In the next step we want to extend Pustefix’s application logic layer with multitenant capabilities. Looking at a usual Pustefix application’s Spring configuration we normally see a lot of singleton scoped beans implemented with a concrete application instance in mind. Making such an application multitenant means that such a bean will be shared between the tenants. Imagine a simple counter bean backing a website request counter. It will count the total number of requests, independent of the tenant. But what, if you want to have an own counter for each supported tenant?

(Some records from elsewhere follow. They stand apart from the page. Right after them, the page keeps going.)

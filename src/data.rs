use std::fmt;

use serde::{Deserialize, Serialize};

use crate::constants::UNKNOWN;

pub use crate::types::{Lemma, Phrase, RecordId};

/// One reviewed UI as exported by the survey, before segmentation.
#[derive(Clone, Debug, Serialize, Deserialize)]
pub struct Record {
    /// Dense, 1-based identifier assigned upstream.
    pub id: RecordId,
    /// String-encoded list of comment blocks.
    pub comments: String,
}

/// Author of a comment slot.
#[derive(Clone, Copy, Debug, Serialize, Deserialize, PartialEq, Eq, Hash)]
#[serde(rename_all = "lowercase")]
pub enum CommentType {
    Human,
    /// Header starts with `LLM`.
    Llm,
}

impl CommentType {
    /// Column value used in segmented tables.
    pub fn as_str(&self) -> &'static str {
        match self {
            CommentType::Human => "human",
            CommentType::Llm => "llm",
        }
    }
}

impl fmt::Display for CommentType {
    fn fmt(&self, f: &mut fmt::Formatter<'_>) -> fmt::Result {
        f.write_str(self.as_str())
    }
}

/// A single typed comment cut from a record's raw blob.
#[derive(Clone, Debug, Serialize, Deserialize, PartialEq, Eq)]
pub struct CommentSlot {
    /// Author kind read from the block header.
    pub kind: CommentType,
    /// Comment body after the header line, quotes stripped.
    pub text: String,
}

/// Problem / solution triple extracted from one critique comment.
#[derive(Clone, Debug, Serialize, Deserialize, PartialEq, Eq, Hash)]
pub struct CritiqueTriple {
    /// Subject phrase of the "In the current design" clause.
    pub problem: String,
    /// Lemmatized root verb of the "To fix this" clause.
    pub solution_verb: String,
    /// Object phrase of the fix (or its subject for passive fixes).
    pub solution_obj: String,
}

impl CritiqueTriple {
    /// Triple with every field set to the `unknown` sentinel.
    pub fn unknown() -> Self {
        Self {
            problem: UNKNOWN.to_string(),
            solution_verb: UNKNOWN.to_string(),
            solution_obj: UNKNOWN.to_string(),
        }
    }

    /// False when any field failed extraction; invalid triples are dropped on flattening.
    pub fn is_valid(&self) -> bool {
        [&self.problem, &self.solution_verb, &self.solution_obj]
            .iter()
            .all(|field| is_known(field))
    }
}

impl Default for CritiqueTriple {
    fn default() -> Self {
        Self::unknown()
    }
}

/// Verb / object pair extracted from a short task description.
#[derive(Clone, Debug, Default, Serialize, Deserialize, PartialEq, Eq)]
pub struct TaskExtraction {
    /// Cleaned, singularized task text.
    pub task: String,
    /// Lemma of the verb carrying the task.
    pub verb: Option<Lemma>,
    /// Object phrase, or its head noun once simplified.
    pub obj: Option<String>,
}

/// A set of phrases judged equivalent, with its canonical member.
#[derive(Clone, Debug, Serialize, Deserialize, PartialEq, Eq)]
pub struct PhraseCluster {
    /// Members in first-encountered order.
    pub members: Vec<Phrase>,
    /// Most frequent member; ties go to the first encountered.
    pub representative: Phrase,
}

impl PhraseCluster {
    /// Number of member phrases.
    pub fn len(&self) -> usize {
        self.members.len()
    }

    /// `true` when empty.
    pub fn is_empty(&self) -> bool {
        self.members.is_empty()
    }
}

/// True if `value` is neither empty nor the `unknown` sentinel.
pub fn is_known(value: &str) -> bool {
    !value.is_empty() && value != UNKNOWN
}
use std::fs;
use std::path::Path;

use tempfile::tempdir;
use uicrit::config::{ExtractorConfig, ModelConfig, OutputConfig, PipelineConfig};
use uicrit::extract::run_extractor;
use uicrit::flatten::run_flatten;
use uicrit::normalize::run_normalizer;
use uicrit::segment::run_segmenter;
use uicrit::transport::read_table;
use uicrit::{AnnotationStore, LanguageModel, Table};

type Row<'a> = (&'a str, &'a str, &'a str, usize, &'a str);

fn sentence(text: &str, rows: &[Row<'_>]) -> String {
    let mut block = format!("# text = {text}\n");
    for (idx, (form, lemma, upos, head, deprel)) in rows.iter().enumerate() {
        block.push_str(&format!(
            "{}\t{form}\t{lemma}\t{upos}\t_\t_\t{head}\t{deprel}\t_\t_\n",
            idx + 1
        ));
    }
    block.push('\n');
    block
}

const BOUNDING_BOX: [Row<'static>; 3] = [
    ("bounding", "bounding", "NOUN", 2, "compound"),
    ("box", "box", "NOUN", 0, "ROOT"),
    (":", ":", "PUNCT", 2, "punct"),
];

fn annotations() -> String {
    let mut conllu = String::new();
    conllu.push_str("# newdoc\n");
    conllu.push_str(&sentence(
        "The back button is not visually prominent.",
        &[
            ("The", "the", "DET", 3, "det"),
            ("back", "back", "ADJ", 3, "amod"),
            ("button", "button", "NOUN", 4, "nsubj"),
            ("is", "be", "AUX", 0, "ROOT"),
            ("not", "not", "PART", 4, "neg"),
            ("visually", "visually", "ADV", 7, "advmod"),
            ("prominent", "prominent", "ADJ", 4, "acomp"),
            (".", ".", "PUNCT", 4, "punct"),
        ],
    ));
    conllu.push_str("# newdoc\n");
    conllu.push_str(&sentence(
        "We can enlarge the back button.",
        &[
            ("We", "we", "PRON", 3, "nsubj"),
            ("can", "can", "AUX", 3, "aux"),
            ("enlarge", "enlarge", "VERB", 0, "ROOT"),
            ("the", "the", "DET", 6, "det"),
            ("back", "back", "ADJ", 6, "amod"),
            ("button", "button", "NOUN", 3, "dobj"),
            (".", ".", "PUNCT", 3, "punct"),
        ],
    ));
    conllu.push_str(&sentence("bounding box:", &BOUNDING_BOX));
    conllu.push_str("# newdoc\n");
    conllu.push_str(&sentence(
        "The color of the labels is dull.",
        &[
            ("The", "the", "DET", 2, "det"),
            ("color", "color", "NOUN", 6, "nsubj"),
            ("of", "of", "ADP", 2, "prep"),
            ("the", "the", "DET", 5, "det"),
            ("labels", "label", "NOUN", 3, "pobj"),
            ("is", "be", "AUX", 0, "ROOT"),
            ("dull", "dull", "ADJ", 6, "acomp"),
            (".", ".", "PUNCT", 6, "punct"),
        ],
    ));
    conllu.push_str("# newdoc\n");
    conllu.push_str(&sentence(
        "Try to increase the contrast.",
        &[
            ("Try", "try", "VERB", 0, "ROOT"),
            ("to", "to", "PART", 3, "aux"),
            ("increase", "increase", "VERB", 1, "xcomp"),
            ("the", "the", "DET", 5, "det"),
            ("contrast", "contrast", "NOUN", 3, "dobj"),
            (".", ".", "PUNCT", 1, "punct"),
        ],
    ));
    conllu.push_str(&sentence("bounding box:", &BOUNDING_BOX));
    conllu.push_str("# newdoc\n");
    conllu.push_str(&sentence(
        "The text is small.",
        &[
            ("The", "the", "DET", 2, "det"),
            ("text", "text", "NOUN", 3, "nsubj"),
            ("is", "be", "AUX", 0, "ROOT"),
            ("small", "small", "ADJ", 3, "acomp"),
            (".", ".", "PUNCT", 3, "punct"),
        ],
    ));
    conllu.push_str("# newdoc\n");
    conllu.push_str(&sentence(
        "Enlarge the font.",
        &[
            ("Enlarge", "enlarge", "VERB", 0, "ROOT"),
            ("the", "the", "DET", 3, "det"),
            ("font", "font", "NOUN", 1, "dobj"),
            (".", ".", "PUNCT", 1, "punct"),
        ],
    ));
    conllu.push_str(&sentence("bounding box:", &BOUNDING_BOX));
    conllu
}

const VECTORS: &str = "\
6 4
text 1 0 0 0
font 0.98 0.05 0 0
color 0 1 0 0
contrast 0 0 1 0
enlarge 0 0 0 1
button -1 0 0 0
";

const EXPORT: &str = concat!(
    "id,comments\n",
    "1,\"['Comment 1\\nIn the current design, the back button is not visually prominent. ",
    "To fix this, we can enlarge the back button. Bounding Box: [0.1, 0.2, 0.3, 0.4]', ",
    "'LLM Comment 2\\nIn the current design, the color of the labels is dull. ",
    "To fix this, try to increase the contrast. Bounding Box: [0.5, 0.6]']\"\n",
    "2,\"['Comment 1\\nIn the current design, the text is small. ",
    "To fix this, enlarge the font. Bounding Box: [0.2, 0.2]']\"\n",
    "3,\"['Comment 1\\nThe layout looks fine. Bounding Box: [0.9]', ",
    "'Comment 2\\nIn the current design, the menu is hidden. ",
    "To fix this, show the menu. Bounding Box: [1.0]']\"\n",
);

fn column<'a>(table: &'a Table, name: &str) -> Vec<&'a str> {
    let idx = table.column_index(name).unwrap();
    table.column(idx).collect()
}

fn write(path: &Path, contents: &str) {
    fs::write(path, contents).unwrap();
}

#[test]
fn export_flows_through_every_stage() {
    let dir = tempdir().unwrap();
    let export = dir.path().join("export.csv");
    let conllu = dir.path().join("comments.conllu");
    let vectors = dir.path().join("vectors.txt");
    write(&export, EXPORT);
    write(&conllu, &annotations());
    write(&vectors, VECTORS);

    let config = PipelineConfig {
        model: ModelConfig {
            annotations: vec![conllu],
            vectors: Some(vectors),
            extra_stop_words: Vec::new(),
        },
        ..PipelineConfig::default()
    };
    let model = LanguageModel::load(&config.model).unwrap();

    let segmented = dir.path().join("stages/segmented.csv");
    let report = run_segmenter(&export, &segmented, &config.segment, &config.output).unwrap();
    assert_eq!((report.records, report.slots, report.llm_slots), (3, 5, 1));
    let table = read_table(&segmented).unwrap();
    assert_eq!(column(&table, "comment2_type"), ["llm", "", "human"]);
    assert_eq!(column(&table, "comment1_text")[2], "The layout looks fine. Bounding Box: [0.9]");

    let triples = dir.path().join("stages/triples.csv");
    let unannotated = dir.path().join("stages/unannotated.txt");
    let report = run_extractor(
        &segmented,
        &triples,
        model.parser(),
        &config.extract,
        &config.output,
        Some(&unannotated),
    )
    .unwrap();
    assert_eq!((report.coverage.total, report.coverage.valid), (5, 3));
    assert_eq!(
        fs::read_to_string(&unannotated).unwrap(),
        "The menu is hidden.\nShow the menu. bounding box:\n"
    );
    let table = read_table(&triples).unwrap();
    assert!(table.column_index("comment1_text").is_none());
    assert_eq!(column(&table, "comment1_problem"), ["back button", "text", "unknown"]);
    assert_eq!(column(&table, "comment1_solution_verb"), ["enlarge", "enlarge", "unknown"]);
    assert_eq!(column(&table, "comment1_solution_obj"), ["back button", "font", "unknown"]);
    assert_eq!(column(&table, "comment2_solution_verb"), ["try", "unknown", "unknown"]);
    assert_eq!(column(&table, "comment2_solution_obj"), ["contrast", "unknown", "unknown"]);

    let normalized = dir.path().join("stages/normalized.csv");
    let report =
        run_normalizer(&triples, &normalized, &model, &config.cluster, &config.output).unwrap();
    assert_eq!(report.cells_rewritten, 1);
    let table = read_table(&normalized).unwrap();
    assert_eq!(column(&table, "comment1_solution_obj"), ["back button", "text", "unknown"]);
    assert_eq!(column(&table, "comment2_solution_verb"), ["try", "unknown", "unknown"]);

    let long = dir.path().join("long.csv");
    let report = run_flatten(&normalized, &long, &OutputConfig::default()).unwrap();
    assert_eq!((report.before, report.after), (21, 3));
    assert_eq!(
        fs::read_to_string(&long).unwrap(),
        "id,comment_problem,comment_verb,comment_obj\n\
         1,back button,enlarge,back button\n\
         1,color,try,contrast\n\
         2,text,enlarge,text\n"
    );
}

#[test]
fn extraction_is_deterministic_across_runs() {
    let dir = tempdir().unwrap();
    let export = dir.path().join("export.csv");
    write(&export, EXPORT);
    let parser = AnnotationStore::from_conllu_str(&annotations(), "inline").unwrap();
    let segmented = dir.path().join("segmented.csv");
    let config = PipelineConfig::default();
    run_segmenter(&export, &segmented, &config.segment, &config.output).unwrap();

    let first = dir.path().join("first.csv");
    let second = dir.path().join("second.csv");
    for output in [&first, &second] {
        run_extractor(
            &segmented,
            output,
            &parser,
            &ExtractorConfig::default(),
            &OutputConfig::default(),
            None,
        )
        .unwrap();
    }
    assert_eq!(fs::read(&first).unwrap(), fs::read(&second).unwrap());
}

#[test]
fn missing_input_leaves_no_output() {
    let dir = tempdir().unwrap();
    let output = dir.path().join("segmented.csv");
    let config = PipelineConfig::default();
    let err = run_segmenter(
        &dir.path().join("absent.csv"),
        &output,
        &config.segment,
        &config.output,
    )
    .unwrap_err();
    assert!(matches!(err, uicrit::PipelineError::MissingInputFile { .. }));
    assert!(!output.exists());
}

You could create multiple counter beans, manage them in a map keyed by the tenant name and programmatically select the according counter within the request processing logic. But wouldn’t it be much nicer, if you don’t have to care about the tenants in your code and let Spring automatically manage this for you?

The solution is the implementation of an own tenant-aware Spring scope. Giving a Spring bean tenant scope, will mean that an own instance of this bean will be created and managed for each tenant. Injecting the bean as dependency will work similar to session-scoped beans: Spring will inject a proxy bean, which will delegate method calls to the appropriate instance associated with the current tenant.

A bean can be made tenant-scoped by setting the according scope attribute within the Spring configuration:

  <bean name="counter" class="mypackage.Counter" scope="tenant">
    <aop:scoped-proxy/>
  </bean>

Using the bean, e.g. in an IHandler, is straightforward:

  @Autowired Counter counter;

  public void handleSubmittedData(Context context, IWrapper wrapper) throws Exception {
    counter.increment();
  }

This feature will be available with Pustefix 0.18.44.

The next step will be the transparent injection of different tenant-depending bean instances (e.g. differently configured instances of the same class or different implementations of a common interface) using Spring’s ProxyFactoryBean together with a tenant-aware TargetSource implementation.